Peter Pappas »
26 April 2013 »
In Commentary, Literacy, Social Web, Strategies »
Here's a suggestion for high school teachers. Postpone a lesson you had planned for next week and use the time to explore the cacophonous infosphere spawned by the apprehension of the suspects in the Boston bombings. If that media circus tells us anything, it's that we need a lesson in digital hygiene and responsible use.
It's also a good chance for students to hone their close reading skills. The events should be fresh in everyone's mind. Ask students to reflect back on network news and social media coverage of the manhunt using these three critical thinking prompts:
- What did it say?
- How did it say it?
- What's it mean to me?
To kick off the discussion, you might ask students to read James Gleick's powerful New York Magazine piece “Total Noise,” Only Louder. He observes:
The Boston bombings, shootings, car chase, and manhunt found the ecosystem of information in a strange and unstable state: Twitter on the rise, cable TV in disarray, Internet vigilantes bleeding into the FBI’s staggeringly complex (and triumphant) crash program of forensic video analysis. If there ever was a dividing line between cyberspace and what we used to call the “real world,” it vanished last week. … We need to get smarter about the vectors of time and information flow. … It starts to feel as though we’re Pavlov’s dogs—subjects in a vast experiment in operant conditioning. The craving for information leads to behaviors that are alternately rewarded and punished. If instantaneity is what we want, television cannot compete with cyberspace. Nor does the hive mind wait for officialdom. While the FBI watched and tagged and coded thousands of images from surveillance cameras and cell phones, users on Reddit and 4chan went to work, too, marking up photos with yellow arrows and red circles: “1: ALONE 2: BROWN 3: Black backpack 4: Not watching.” Virtually everything these sleuths discovered was wrong. Their best customer was the New York Post, which fronted a giant photo of two “Bag Men”—who, of course, turned out to be a high-school kid and his friend, guilty of nothing but brown skin. If the watchword Wednesday was crowd-source, by Thursday it was witchhunt. Total Noise.
If anyone asks you why you're deviating from your lesson plans, tell them you're getting a head start on Common Core Standards such as:
- CCSS.ELA-Literacy.RH.6-8.8 Distinguish among fact, opinion, and reasoned judgment in a text.

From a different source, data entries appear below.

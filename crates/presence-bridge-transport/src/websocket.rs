//! WebSocket transport for door controller clients.

use std::sync::Arc;

use axum::{
    Router,
    extract::{
        State, WebSocketUpgrade,
        ws::{Message, WebSocket},
    },
    response::IntoResponse,
    routing::get,
};
use futures::{SinkExt, StreamExt};
use presence_bridge_core::{DeviceSink, Relay};
use tower_http::{cors::CorsLayer, trace::TraceLayer};

/// WebSocket upgrade handler.
///
/// Use this as an Axum route handler.
pub async fn ws_handler<D>(
    ws: WebSocketUpgrade,
    State(relay): State<Arc<Relay<D>>>,
) -> impl IntoResponse
where
    D: DeviceSink + 'static,
{
    ws.on_upgrade(|socket| handle_socket(socket, relay))
}

async fn handle_socket<D>(socket: WebSocket, relay: Arc<Relay<D>>)
where
    D: DeviceSink + 'static,
{
    let (mut sender, mut receiver) = socket.split();

    let clients = Arc::clone(relay.clients());
    let (client_id, mut rx) = clients.register().await;
    tracing::info!(client_id = %client_id, "Client connected");

    // Forward broadcasts to this client, in order
    let send_task = tokio::spawn(async move {
        while let Some(msg) = rx.recv().await {
            if sender.send(Message::Text(msg.into())).await.is_err() {
                break;
            }
        }
    });

    while let Some(msg) = receiver.next().await {
        match msg {
            Ok(Message::Text(text)) => {
                tracing::debug!(client_id = %client_id, msg = %text.as_str(), "From client");
                relay.handle_client_message(text.as_str()).await;
            }
            Ok(Message::Binary(data)) => {
                let text = String::from_utf8_lossy(&data);
                tracing::debug!(client_id = %client_id, msg = %text, "From client (binary)");
                relay.handle_client_message(&text).await;
            }
            Ok(Message::Close(_)) => break,
            Ok(_) => {}
            Err(e) => {
                tracing::warn!(client_id = %client_id, "WebSocket error: {e}");
                break;
            }
        }
    }

    send_task.abort();
    clients.remove(client_id).await;

    tracing::info!(client_id = %client_id, "Client disconnected");
}

/// Create WebSocket router.
///
/// Clients may connect at either `/` or `/ws`.
///
/// # Example
/// ```ignore
/// let app = create_ws_router(Arc::new(relay));
/// axum::serve(listener, app).await?;
/// ```
#[must_use]
pub fn create_ws_router<D>(relay: Arc<Relay<D>>) -> Router
where
    D: DeviceSink + 'static,
{
    Router::new()
        .route("/", get(ws_handler::<D>))
        .route("/ws", get(ws_handler::<D>))
        .layer(TraceLayer::new_for_http())
        .layer(CorsLayer::permissive())
        .with_state(relay)
}
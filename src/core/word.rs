//! Game word representation
//!
//! A Word stores a 5-letter uppercase word. The word list is ASCII-folded
//! Portuguese, so accented input is expected to arrive already normalized.

use super::WORD_LENGTH;
use rustc_hash::FxHashMap;
use std::fmt;

/// A 5-letter uppercase word
///
/// Construction is the validation boundary: every `Word` in the game is
/// guaranteed to be exactly [`WORD_LENGTH`] ASCII letters, so guess and
/// solution lengths can never disagree downstream.
#[derive(Debug, Clone, PartialEq, Eq)]
pub struct Word {
    text: String,
    letters: [u8; WORD_LENGTH],
}

/// Error type for invalid words
#[derive(Debug, Clone, PartialEq, Eq)]
pub enum WordError {
    InvalidLength(usize),
    NonAscii,
    InvalidCharacters,
}

impl fmt::Display for WordError {
    fn fmt(&self, f: &mut fmt::Formatter<'_>) -> fmt::Result {
        match self {
            Self::InvalidLength(len) => {
                write!(f, "Word must be exactly {WORD_LENGTH} letters, got {len}")
            }
            Self::NonAscii => write!(f, "Word must contain only ASCII letters"),
            Self::InvalidCharacters => write!(f, "Word contains invalid characters"),
        }
    }
}

impl std::error::Error for WordError {}

impl Word {
    /// Create a new Word from a string, normalizing to uppercase
    ///
    /// # Errors
    /// Returns `WordError` if:
    /// - Length is not exactly [`WORD_LENGTH`]
    /// - Contains non-ASCII characters
    /// - Contains non-alphabetic characters
    ///
    /// # Examples
    /// ```
    /// use evil_termo::core::Word;
    ///
    /// let word = Word::new("termo").unwrap();
    /// assert_eq!(word.text(), "TERMO");
    ///
    /// assert!(Word::new("longa demais").is_err());
    /// assert!(Word::new("TERM0").is_err());
    /// ```
    pub fn new(text: impl Into<String>) -> Result<Self, WordError> {
        let text: String = text.into().to_uppercase();

        if text.len() != WORD_LENGTH {
            return Err(WordError::InvalidLength(text.len()));
        }

        if !text.is_ascii() {
            return Err(WordError::NonAscii);
        }

        if !text.chars().all(|c| c.is_ascii_uppercase()) {
            return Err(WordError::InvalidCharacters);
        }

        let letters: [u8; WORD_LENGTH] = match text.as_bytes().try_into() {
            Ok(letters) => letters,
            // Unreachable: length validated above
            Err(_) => return Err(WordError::InvalidLength(text.len())),
        };

        Ok(Self { text, letters })
    }

    /// Build a Word from letters already validated as uppercase ASCII
    ///
    /// Used by the session when converting a fully-filled guess buffer,
    /// whose cells only ever hold uppercase letters.
    pub(crate) fn from_letters(letters: [u8; WORD_LENGTH]) -> Self {
        debug_assert!(letters.iter().all(u8::is_ascii_uppercase));
        let text = letters.iter().map(|&b| b as char).collect();
        Self { text, letters }
    }

    /// Get the word as a string slice
    #[inline]
    #[must_use]
    pub fn text(&self) -> &str {
        &self.text
    }

    /// Get the word as a byte array
    #[inline]
    #[must_use]
    pub const fn letters(&self) -> &[u8; WORD_LENGTH] {
        &self.letters
    }

    /// Get the letter at a specific position (0-4)
    ///
    /// # Panics
    /// Panics if position >= [`WORD_LENGTH`]
    #[inline]
    #[must_use]
    pub const fn letter_at(&self, position: usize) -> u8 {
        self.letters[position]
    }

    /// Get the count of each letter in the word
    ///
    /// Used for evaluation with duplicate letters.
    #[inline]
    pub(crate) fn letter_counts(&self) -> FxHashMap<u8, u8> {
        let mut counts = FxHashMap::default();
        for &letter in &self.letters {
            *counts.entry(letter).or_insert(0) += 1;
        }
        counts
    }
}

impl fmt::Display for Word {
    fn fmt(&self, f: &mut fmt::Formatter<'_>) -> fmt::Result {
        write!(f, "{}", self.text)
    }
}

#[cfg(test)]
mod tests {
    use super::*;

    #[test]
    fn word_creation_valid() {
        let word = Word::new("TERMO").unwrap();
        assert_eq!(word.text(), "TERMO");
        assert_eq!(word.letters(), b"TERMO");
    }

    #[test]
    fn word_creation_lowercase_normalized() {
        let word = Word::new("termo").unwrap();
        assert_eq!(word.text(), "TERMO");

        let word2 = Word::new("TeRmO").unwrap();
        assert_eq!(word2.text(), "TERMO");
    }

    #[test]
    fn word_creation_invalid_length() {
        assert!(matches!(
            Word::new("PALAVRA"),
            Err(WordError::InvalidLength(7))
        ));
        assert!(matches!(Word::new("MEDO"), Err(WordError::InvalidLength(4))));
        assert!(matches!(Word::new(""), Err(WordError::InvalidLength(0))));
    }

    #[test]
    fn word_creation_invalid_characters() {
        assert!(Word::new("TERM0").is_err()); // Number
        assert!(Word::new("TERM ").is_err()); // Space
        assert!(Word::new("TERM!").is_err()); // Punctuation
    }

    #[test]
    fn word_creation_non_ascii() {
        // Accented words must be folded before entering the game
        assert!(Word::new("AVIÃO").is_err());
    }

    #[test]
    fn word_letter_at() {
        let word = Word::new("TERMO").unwrap();
        assert_eq!(word.letter_at(0), b'T');
        assert_eq!(word.letter_at(1), b'E');
        assert_eq!(word.letter_at(2), b'R');
        assert_eq!(word.letter_at(3), b'M');
        assert_eq!(word.letter_at(4), b'O');
    }

    #[test]
    fn word_from_letters_matches_new() {
        let built = Word::from_letters(*b"FLORA");
        let parsed = Word::new("flora").unwrap();
        assert_eq!(built, parsed);
    }

    #[test]
    fn word_letter_counts() {
        let word = Word::new("SENSO").unwrap();
        let counts = word.letter_counts();
        assert_eq!(counts.get(&b'S'), Some(&2));
        assert_eq!(counts.get(&b'E'), Some(&1));
        assert_eq!(counts.get(&b'N'), Some(&1));
        assert_eq!(counts.get(&b'O'), Some(&1));
    }

    #[test]
    fn word_letter_counts_all_unique() {
        let word = Word::new("FLORA").unwrap();
        let counts = word.letter_counts();
        assert_eq!(counts.len(), 5);
        assert!(counts.values().all(|&count| count == 1));
    }

    #[test]
    fn word_display() {
        let word = Word::new("vigor").unwrap();
        assert_eq!(format!("{word}"), "VIGOR");
    }

    #[test]
    fn word_equality_case_insensitive() {
        let word1 = Word::new("TERMO").unwrap();
        let word2 = Word::new("termo").unwrap();
        let word3 = Word::new("SENHA").unwrap();

        assert_eq!(word1, word2);
        assert_ne!(word1, word3);
    }
}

- CCSS.ELA-Literacy.CCRA.R.8 Delineate and evaluate the argument and specific claims in a text, including the validity of the reasoning as well as the relevance and sufficiency of the evidence.
- CCSS.ELA-Literacy.CCRA.R.9 Analyze how two or more texts address similar themes or topics in order to build knowledge or to compare the approaches the authors take.
Image source / FBI
Tags: Boston Marathon, Close reading, Common Core, Critical thinking, Higher-order thinking, Information landscape, James Gleick, News, Storify, Twitter, US History, Visual Literacy, Watertown
Peter Pappas »
27 March 2013 »
In How To, Literacy, Strategies, Students »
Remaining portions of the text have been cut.